* DIRECTIONS FOR THIS TASK
Which lines below contain the word "config"? Copy each of them.

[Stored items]
——————————

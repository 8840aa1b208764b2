//! Read access to the authoritative inventory records.
//!
//! Every query is independently fallible so a context build can keep going
//! when one of them fails.

mod sqlite;
pub mod types;

use chrono::{DateTime, Duration, NaiveDate, Utc};

use crate::config::InventoryConfig;
use crate::error::FetchError;
use types::{
  ActivityRow, CategoryRow, ExpiringProductRow, ForecastRow, InsightRow, InventoryTotals,
  MovementRow, OrderRow, StockAlertRow, SystemHealth, VendorRow,
};

pub use sqlite::{MovementKind, SqliteStore};

/// Inputs shared by the queries of one build.
#[derive(Debug, Clone, Copy, PartialEq)]
pub struct QueryParams {
  pub now: DateTime<Utc>,
  pub low_stock_threshold: i64,
  pub critical_stock_threshold: i64,
  pub expiry_window_days: i64,
  pub recent_limit: usize,
}

impl QueryParams {
  pub fn new(now: DateTime<Utc>, config: &InventoryConfig) -> Self {
    Self {
      now,
      low_stock_threshold: config.low_stock_threshold,
      critical_stock_threshold: config.critical_stock_threshold,
      expiry_window_days: config.expiry_window_days,
      recent_limit: config.recent_limit,
    }
  }

  pub fn days_ago(&self, days: i64) -> DateTime<Utc> {
    self.now - Duration::days(days)
  }

  pub fn today(&self) -> NaiveDate {
    self.now.date_naive()
  }
}

/// Read queries the context builders depend on.
pub trait InventoryStore: Send + Sync + 'static {
  async fn totals(&self, params: &QueryParams) -> Result<InventoryTotals, FetchError>;

  /// Products at or below the low-stock threshold, lowest quantity first.
  async fn stock_alerts(&self, params: &QueryParams) -> Result<Vec<StockAlertRow>, FetchError>;

  /// Products expiring between today and the end of the expiry window.
  async fn expiring_products(
    &self,
    params: &QueryParams,
  ) -> Result<Vec<ExpiringProductRow>, FetchError>;

  async fn categories(&self, params: &QueryParams) -> Result<Vec<CategoryRow>, FetchError>;

  async fn vendors(&self, params: &QueryParams) -> Result<Vec<VendorRow>, FetchError>;

  async fn recent_movements(&self, params: &QueryParams) -> Result<Vec<MovementRow>, FetchError>;

  async fn recent_orders(&self, params: &QueryParams) -> Result<Vec<OrderRow>, FetchError>;

  async fn recent_insights(&self, params: &QueryParams) -> Result<Vec<InsightRow>, FetchError>;

  async fn recent_activity(&self, params: &QueryParams) -> Result<Vec<ActivityRow>, FetchError>;

  /// Forecasts dated today or later, soonest first.
  async fn upcoming_forecasts(&self, params: &QueryParams) -> Result<Vec<ForecastRow>, FetchError>;

  async fn system_health(&self, now: DateTime<Utc>) -> Result<SystemHealth, FetchError>;

  async fn user_activity(
    &self,
    user_id: &str,
    params: &QueryParams,
  ) -> Result<Vec<ActivityRow>, FetchError>;
}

——————————

* WRITTEN SOLUTION
use crate::config::InventoryConfig;
  pub fn new(now: DateTime<Utc>, config: &InventoryConfig) -> Self {
      low_stock_threshold: config.low_stock_threshold,
      critical_stock_threshold: config.critical_stock_threshold,
      expiry_window_days: config.expiry_window_days,
      recent_limit: config.recent_limit,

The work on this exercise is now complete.